Determine the number of lines of the records below that include "PostmarkOptions". Respond with the number and no other text.

───── DATA

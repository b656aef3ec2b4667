//! Framework-side message model and its conversion to a Postmark [`Message`].

use crate::types::{Attachment, Message, Metadata, MimePart};

const REPLY_TO_HEADER: &str = "Reply-To";
const MESSAGE_STREAM_HEADER: &str = "X-PM-Message-Stream";
const TAG_HEADER: &str = "X-PM-Tag";
const TRACK_OPENS_HEADER: &str = "X-PM-TrackOpens";
const METADATA_HEADER_PREFIX: &str = "X-PM-Metadata-";

/// How the main body of an [`OutboundEmail`] is interpreted.
#[derive(Debug, Clone, Copy, Default, PartialEq, Eq)]
pub enum ContentSubtype {
    /// Plain text; an HTML alternative may be attached.
    #[default]
    Plain,
    /// The body itself is HTML.
    Html,
}

/// An attachment on a framework message.
#[derive(Debug, Clone, PartialEq, Eq)]
pub enum OutboundAttachment {
    /// A file given as name, raw content and an optional MIME type.
    File {
        /// File name.
        filename: String,
        /// Raw content.
        content: Vec<u8>,
        /// MIME type, guessed from the file name when absent.
        mimetype: Option<String>,
        /// Content id for inline use, sent as given.
        content_id: Option<String>,
    },
    /// A prebuilt MIME part.
    Mime(MimePart),
}

impl OutboundAttachment {
    /// Creates a file attachment.
    pub fn file(filename: impl Into<String>, content: Vec<u8>, mimetype: Option<&str>) -> Self {
        OutboundAttachment::File {
            filename: filename.into(),
            content,
            mimetype: mimetype.map(str::to_string),
            content_id: None,
        }
    }

    fn to_attachment(&self) -> Attachment {
        match self {
            OutboundAttachment::File {
                filename,
                content,
                mimetype,
                content_id,
            } => {
                let attachment = match mimetype {
                    Some(mimetype) => Attachment::from_bytes(filename.clone(), content.clone(), mimetype.clone()),
                    None => Attachment::guess_from_bytes(filename.clone(), content.clone()),
                };
                match content_id {
                    Some(id) => attachment.with_content_id(id.clone()),
                    None => attachment,
                }
            }
            OutboundAttachment::Mime(part) => Attachment::Mime(part.clone()),
        }
    }
}

/// Postmark-specific settings carried on a framework message.
///
/// Set fields take precedence over the equivalent `X-PM-*` headers.
#[derive(Debug, Clone, Default, PartialEq, Eq)]
pub struct PostmarkOptions {
    /// Message stream.
    pub message_stream: Option<String>,
    /// Tag.
    pub tag: Option<String>,
    /// Open tracking.
    pub track_opens: Option<bool>,
    /// Metadata, merged over any `X-PM-Metadata-*` headers.
    pub metadata: Option<Metadata>,
}

/// An outbound message as a host mail framework describes it.
#[derive(Debug, Clone, Default, PartialEq, Eq)]
pub struct OutboundEmail {
    /// Sender address.
    pub from_email: Option<String>,
    /// `To` recipients.
    pub to: Vec<String>,
    /// `Cc` recipients.
    pub cc: Vec<String>,
    /// `Bcc` recipients.
    pub bcc: Vec<String>,
    /// Reply-to addresses.
    pub reply_to: Vec<String>,
    /// Subject line.
    pub subject: String,
    /// Main body.
    pub body: String,
    /// Interpretation of `body`.
    pub content_subtype: ContentSubtype,
    /// Alternative bodies as `(content, mimetype)`.
    pub alternatives: Vec<(String, String)>,
    /// Attachments.
    pub attachments: Vec<OutboundAttachment>,
    /// Extra headers in insertion order.
    pub extra_headers: Vec<(String, String)>,
    /// Postmark-specific settings.
    pub postmark: PostmarkOptions,
}

impl OutboundEmail {
    /// Creates a message with a subject and body.
    pub fn new(subject: impl Into<String>, body: impl Into<String>) -> Self {
        Self {
            subject: subject.into(),
            body: body.into(),
            ..Self::default()
        }
    }

    /// Sets the sender.
    pub fn from_email(mut self, from_email: impl Into<String>) -> Self {
        self.from_email = Some(from_email.into());
        self
    }

    /// Adds a `To` recipient.
    pub fn to(mut self, address: impl Into<String>) -> Self {
        self.to.push(address.into());
        self
    }

    /// Adds a `Cc` recipient.
    pub fn cc(mut self, address: impl Into<String>) -> Self {
        self.cc.push(address.into());
        self
    }

    /// Adds a `Bcc` recipient.
    pub fn bcc(mut self, address: impl Into<String>) -> Self {
        self.bcc.push(address.into());
        self
    }

    /// Adds a reply-to address.
    pub fn reply_to(mut self, address: impl Into<String>) -> Self {
        self.reply_to.push(address.into());
        self
    }

    /// Sets the content subtype.
    pub fn content_subtype(mut self, subtype: ContentSubtype) -> Self {
        self.content_subtype = subtype;
        self
    }

    /// Attaches an alternative body.
    pub fn attach_alternative(mut self, content: impl Into<String>, mimetype: impl Into<String>) -> Self {
        self.alternatives.push((content.into(), mimetype.into()));
        self
    }

    /// Adds an attachment.
    pub fn attach(mut self, attachment: OutboundAttachment) -> Self {
        self.attachments.push(attachment);
        self
    }

    /// Adds an extra header.
    pub fn header(mut self, name: impl Into<String>, value: impl Into<String>) -> Self {
        self.extra_headers.push((name.into(), value.into()));
        self
    }

    /// Sets the Postmark-specific settings.
    pub fn postmark(mut self, options: PostmarkOptions) -> Self {
        self.postmark = options;
        self
    }

    /// Returns true if the message has any recipient at all.
    pub fn has_recipients(&self) -> bool {
        !self.to.is_empty() || !self.cc.is_empty() || !self.bcc.is_empty()
    }

    /// Returns the first `text/html` alternative.
    pub fn html_alternative(&self) -> Option<&str> {
        self.alternatives
            .iter()
            .find(|(_, mimetype)| is_html(mimetype))
            .map(|(content, _)| content.as_str())
    }

    /// Converts to a Postmark message.
    ///
    /// `Reply-To` and the reserved `X-PM-*` headers are consumed here and
    /// not forwarded as custom headers.
    pub fn to_message(&self) -> Message {
        let (text_body, html_body) = match self.content_subtype {
            ContentSubtype::Html => (None, Some(self.body.clone())),
            ContentSubtype::Plain => (
                Some(self.body.clone()),
                self.html_alternative().map(str::to_string),
            ),
        };

        let mut message = Message {
            sender: self.from_email.clone(),
            to: self.to.clone(),
            cc: self.cc.clone(),
            bcc: self.bcc.clone(),
            subject: Some(self.subject.clone()),
            text_body,
            html_body,
            reply_to: (!self.reply_to.is_empty()).then(|| self.reply_to.join(",")),
            attachments: self.attachments.iter().map(OutboundAttachment::to_attachment).collect(),
            ..Message::default()
        };

        let mut metadata = Metadata::new();
        for (name, value) in &self.extra_headers {
            if name.eq_ignore_ascii_case(REPLY_TO_HEADER) {
                message.reply_to = Some(value.clone());
            } else if name.eq_ignore_ascii_case(MESSAGE_STREAM_HEADER) {
                message.message_stream = Some(value.clone());
            } else if name.eq_ignore_ascii_case(TAG_HEADER) {
                message.tag = Some(value.clone());
            } else if name.eq_ignore_ascii_case(TRACK_OPENS_HEADER) {
                message.track_opens = parse_flag(name, value);
            } else if let Some(key) = strip_prefix_ignore_case(name, METADATA_HEADER_PREFIX) {
                metadata.insert(key, value.clone());
            } else {
                message.set_header(name.clone(), value.clone());
            }
        }

        let options = &self.postmark;
        if let Some(stream) = &options.message_stream {
            message.message_stream = Some(stream.clone());
        }
        if let Some(tag) = &options.tag {
            message.tag = Some(tag.clone());
        }
        if let Some(track_opens) = options.track_opens {
            message.track_opens = Some(track_opens);
        }
        if let Some(extra) = &options.metadata {
            metadata.extend(extra.clone());
        }
        if !metadata.is_empty() {
            message.metadata = Some(metadata);
        }

        message
    }
}

fn is_html(mimetype: &str) -> bool {
    match mimetype.parse::<mime::Mime>() {
        Ok(parsed) => parsed.essence_str() == mime::TEXT_HTML.essence_str(),
        Err(_) => mimetype.trim().eq_ignore_ascii_case("text/html"),
    }
}

fn strip_prefix_ignore_case<'a>(name: &'a str, prefix: &str) -> Option<&'a str> {
    let head = name.get(..prefix.len())?;
    let key = &name[prefix.len()..];
    (head.eq_ignore_ascii_case(prefix) && !key.is_empty()).then_some(key)
}

fn parse_flag(name: &str, value: &str) -> Option<bool> {
    match value.trim().to_ascii_lowercase().as_str() {
        "true" | "1" | "yes" => Some(true),
        "false" | "0" | "no" => Some(false),
        _ => {
            tracing::warn!(header = name, value, "Ignoring unrecognised open-tracking header");
            None
        }
    }
}
//! Response types.

use chrono::{DateTime, FixedOffset};
use serde::{Deserialize, Deserializer};

/// Result of a single accepted message.
#[derive(Debug, Clone, PartialEq, Deserialize)]
#[serde(rename_all = "PascalCase")]
pub struct SendResponse {
    /// Recipient addresses.
    #[serde(default)]
    pub to: Option<String>,
    /// Time Postmark accepted the message. `None` when absent or not an
    /// RFC 3339 timestamp, as on some rejected batch entries.
    #[serde(default, deserialize_with = "deserialize_submitted_at")]
    pub submitted_at: Option<DateTime<FixedOffset>>,
    /// Postmark message id.
    #[serde(rename = "MessageID", default)]
    pub message_id: Option<String>,
    /// Postmark error code, 0 on success.
    pub error_code: i64,
    /// Status text.
    #[serde(default)]
    pub message: String,
}

impl SendResponse {
    /// Returns true if Postmark accepted the message.
    pub fn is_success(&self) -> bool {
        self.error_code == 0
    }
}

/// Reads `SubmittedAt` without failing the surrounding body.
fn deserialize_submitted_at<'de, D>(deserializer: D) -> Result<Option<DateTime<FixedOffset>>, D::Error>
where
    D: Deserializer<'de>,
{
    let raw = Option::<serde_json::Value>::deserialize(deserializer)?;
    Ok(raw
        .as_ref()
        .and_then(serde_json::Value::as_str)
        .and_then(|value| DateTime::parse_from_rfc3339(value).ok()))
}

/// Raw source of a bounced message.
#[derive(Debug, Clone, PartialEq, Eq, Deserialize)]
pub struct BounceDump {
    /// Raw message source. Empty once Postmark no longer retains it.
    #[serde(rename = "Body", default)]
    pub body: String,
}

──────────

→ SOLVED PROBLEM: 3